So there’s this new book about Bush, because we’ve been tragically underserved when it comes to books about how horrible everything has been since January 2001. In the new tell-all, “Dead Certain,” we learn that maybe some of the White House disasters of the past seven years were actually the fault of George W. Bush himself, with a lot of help from the rest of the inept-yet-criminal clowns.
* Karl Rove didn’t want Cheney as vice president.
* Rove also didn’t want Miers getting that doomed Supreme Court nomination.
* So Rove wasn’t nearly as powerful as previously thought, or else he was very powerful in realms that didn’t involve Dick Cheney or Harriet Miers.
* To this day, nobody can figure out what the deal is with Harriet Miers. Does she give good handjobs or something? Make really tasty coffee? Total mystery.
* Bush also loves tube steak: “I’ll have a hot dog. Low fat hot dog.”
* He also “pops pieces of cheese” into his mouth all the time.
* And ice cream.
* And chocolate.
* All because he desperately craves the sugar in booze, which he claims he no longer drinks.
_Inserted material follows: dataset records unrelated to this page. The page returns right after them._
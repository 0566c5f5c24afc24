//! Restart delay policies.
//!
//! Producers are always restarted after a fault; these knobs decide **how long**
//! the supervisor waits before relaunching one.
//!
//! ## Contents
//! - [`BackoffPolicy`] how the delay evolves over consecutive faults (first / factor / max + jitter)
//! - [`JitterPolicy`]  randomization that keeps producers faulting together from relaunching together
//!
//! ## Quick wiring
//! ```text
//! ProducerSpec { producer, backoff: Option<BackoffPolicy> }
//!      └─► core::actor::ProducerActor uses:
//!           - spec backoff, else SupervisorConfig::backoff
//!           - backoff.next(consecutive_faults - 1) as the wait before relaunch
//! ```
//!
//! ## Defaults
//! - `BackoffPolicy::default()` → fixed 2s (first=2s, factor=1.0, max=60s, jitter=None).
//! - `BackoffPolicy::exponential(first, max)` opts into doubling delays.

mod backoff;
mod jitter;

pub use backoff::BackoffPolicy;
pub use jitter::JitterPolicy;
* After babbling a lot of dumb, incomprehensible bullshit about Iran, he says with a straight face: “That’s what I mean by strategic thought.”
* Bush now claims that after his impeachment and inevitable pardon, he will build a “Fantastic Freedom Institute,” in Dallas, which will be run by the Fantastic Four.
* Bush says “I do a lot of crying on this job.” So do we, motherfucker, so do we.